Let ${\cal I}_Y$ be a half-open interval in the evidence ${\cal E}$.
Under SCM and Assumptions \ref{SCAS}, \ref{SUP1} and \ref{AS1}, for any $x',x \in \Omega_X$, $y \in \Omega_Y$, and $c \in \Omega_C$, we have $\mathbb{P}(Y \prec y^u|X=x^e,C=c)$ and $\mathbb{P}(Y \prec y^l|X=x^e,C=c)$.
Without loss of generality, the function $g(x,x',x'',x''',c,\tilde{U})$ is monotonic increasing on $\tilde{U}$ for all $x,x',x'',x''' \in \Omega_X$ and $c \in \Omega_C$, almost surely w.r.t. $\mathbb{P}_{\tilde{U}}$.
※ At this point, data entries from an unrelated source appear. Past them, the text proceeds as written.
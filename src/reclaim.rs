//! Port reclamation
//!
//! Before a service is launched, whatever currently listens on its port is
//! discovered and forcefully killed. The whole path is fire-and-forget by
//! design: a free port is the common case and a success, a kill that loses
//! the race to a dying process is a success, and even a broken discovery
//! utility only costs a warning. Startup never aborts because reclamation
//! could not finish — the service's own bind failure is the backstop.

use std::io;

use tracing::{debug, warn};

use crate::platform;

/// Discovers listeners on a TCP port.
pub trait PortScanner {
    fn listeners(&self, port: u16) -> io::Result<Vec<u32>>;
}

/// Kills a process by PID.
pub trait ProcessKiller {
    fn kill(&self, pid: u32) -> io::Result<()>;
}

/// Scanner backed by the OS socket-listing utility.
#[derive(Debug, Default, Clone, Copy)]
pub struct SystemPortScanner;

impl PortScanner for SystemPortScanner {
    fn listeners(&self, port: u16) -> io::Result<Vec<u32>> {
        platform::list_port_pids(port)
    }
}

/// Killer backed by the OS forceful-kill primitive.
#[derive(Debug, Default, Clone, Copy)]
pub struct SystemProcessKiller;

impl ProcessKiller for SystemProcessKiller {
    fn kill(&self, pid: u32) -> io::Result<()> {
        platform::kill_process(pid)
    }
}

/// Called once per PID whose kill failed. Diagnostic only; the reclaim
/// outcome is unaffected.
pub type KillFailureHook = Box<dyn Fn(u16, u32, &io::Error) + Send + Sync>;

pub struct PortReclaimer<S = SystemPortScanner, K = SystemProcessKiller> {
    scanner: S,
    killer: K,
    on_kill_failure: Option<KillFailureHook>,
}

impl Default for PortReclaimer {
    fn default() -> Self {
        PortReclaimer::new(SystemPortScanner, SystemProcessKiller)
    }
}

impl<S: PortScanner, K: ProcessKiller> PortReclaimer<S, K> {
    pub fn new(scanner: S, killer: K) -> Self {
        PortReclaimer {
            scanner,
            killer,
            on_kill_failure: None,
        }
    }

    /// Observe kill failures without making them fatal.
    pub fn with_kill_failure_hook(mut self, hook: KillFailureHook) -> Self {
        self.on_kill_failure = Some(hook);
        self
    }

    /// Free a port by killing every discovered listener.
    ///
    /// Infallible by contract. Multiple listeners (SO_REUSEPORT setups) are
    /// all killed, not just the first. Returns the number of kill requests
    /// issued, which is zero for a free port.
    pub fn reclaim(&self, port: u16) -> usize {
        let pids = match self.scanner.listeners(port) {
            Ok(pids) => pids,
            Err(err) => {
                warn!("port {}: listener discovery failed: {}", port, err);
                return 0;
            }
        };

        if pids.is_empty() {
            debug!("port {}: already free", port);
            return 0;
        }

        let mut issued = 0;
        for pid in pids {
            issued += 1;
            match self.killer.kill(pid) {
                Ok(()) => debug!("port {}: killed pid {}", port, pid),
                Err(err) => {
                    warn!("port {}: failed to kill pid {}: {}", port, pid, err);
                    if let Some(hook) = &self.on_kill_failure {
                        hook(port, pid, &err);
                    }
                }
            }
        }
        issued
    }
}

#[cfg(test)]
mod tests {
    use super::*;
    use parking_lot::Mutex;
    use std::sync::Arc;

    struct FixedScanner(Vec<u32>);

    impl PortScanner for FixedScanner {
        fn listeners(&self, _port: u16) -> io::Result<Vec<u32>> {
            Ok(self.0.clone())
        }
    }

    struct FailingScanner;

    impl PortScanner for FailingScanner {
        fn listeners(&self, _port: u16) -> io::Result<Vec<u32>> {
            Err(io::Error::new(io::ErrorKind::NotFound, "lsof not installed"))
        }
    }

    #[derive(Clone, Default)]
    struct RecordingKiller {
        killed: Arc<Mutex<Vec<u32>>>,
        fail: bool,
    }

    impl ProcessKiller for RecordingKiller {
        fn kill(&self, pid: u32) -> io::Result<()> {
            self.killed.lock().push(pid);
            if self.fail {
                Err(io::Error::new(io::ErrorKind::PermissionDenied, "EPERM"))
            } else {
                Ok(())
            }
        }
    }

    #[test]
    fn free_port_issues_zero_kills() {
        let killer = RecordingKiller::default();
        let reclaimer = PortReclaimer::new(FixedScanner(vec![]), killer.clone());

        assert_eq!(reclaimer.reclaim(3000), 0);
        assert!(killer.killed.lock().is_empty());
    }

    #[test]
    fn single_listener_issues_one_targeted_kill() {
        let killer = RecordingKiller::default();
        let reclaimer = PortReclaimer::new(FixedScanner(vec![4242]), killer.clone());

        assert_eq!(reclaimer.reclaim(3000), 1);
        assert_eq!(*killer.killed.lock(), vec![4242]);
    }

    #[test]
    fn every_listener_is_killed() {
        let killer = RecordingKiller::default();
        let reclaimer = PortReclaimer::new(FixedScanner(vec![100, 200, 300]), killer.clone());

        assert_eq!(reclaimer.reclaim(5000), 3);
        assert_eq!(*killer.killed.lock(), vec![100, 200, 300]);
    }

    #[test]
    fn kill_failures_are_swallowed_and_reported_to_hook() {
        let killer = RecordingKiller {
            fail: true,
            ..Default::default()
        };
        let failures = Arc::new(Mutex::new(Vec::new()));
        let failures_seen = failures.clone();
        let reclaimer = PortReclaimer::new(FixedScanner(vec![7, 8]), killer.clone())
            .with_kill_failure_hook(Box::new(move |port, pid, _err| {
                failures_seen.lock().push((port, pid));
            }));

        // Both kills attempted despite both failing, nothing propagates.
        assert_eq!(reclaimer.reclaim(5000), 2);
        assert_eq!(*failures.lock(), vec![(5000, 7), (5000, 8)]);
    }

    #[test]
    fn discovery_failure_is_swallowed() {
        let killer = RecordingKiller::default();
        let reclaimer = PortReclaimer::new(FailingScanner, killer.clone());

        assert_eq!(reclaimer.reclaim(3000), 0);
        assert!(killer.killed.lock().is_empty());
    }
}
//! Logging setup
//!
//! Thin wrapper over `tracing-subscriber`. The supervisor itself only emits
//! coarse progress lines; the managed services write straight to the shared
//! console through their inherited handles and never pass through here.

use anyhow::Result;
use tracing_subscriber::{fmt, prelude::*, EnvFilter};

/// Initialize the global subscriber.
///
/// `RUST_LOG` wins when set; otherwise the level falls back to
/// `info,devup=debug` (or full `debug` with `verbose`).
pub fn init(verbose: bool) -> Result<()> {
    let env_filter = EnvFilter::try_from_default_env().unwrap_or_else(|_| {
        if verbose {
            EnvFilter::new("debug")
        } else {
            EnvFilter::new("info,devup=debug")
        }
    });

    let fmt_layer = fmt::layer()
        .with_target(false)
        .with_thread_ids(false)
        .with_thread_names(false)
        .with_level(true)
        .compact();

    tracing_subscriber::registry()
        .with(env_filter)
        .with(fmt_layer)
        .init();

    Ok(())
}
Let $u_{x,y}=\{u \in \Omega_{\tilde{U}};Y_{x}(u) \prec y\}$, $u_{x,x',y}=\{u \in \Omega_{\tilde{U}};Y_{x,{M}_{x'}} \prec y\}$, and $u_{x,x',x'',x'''y}=\{u \in \Omega_{\tilde{U}};Y_{x,{M}_{x'},{N}_{x'',{M}_{x'''}}} \prec y\}$.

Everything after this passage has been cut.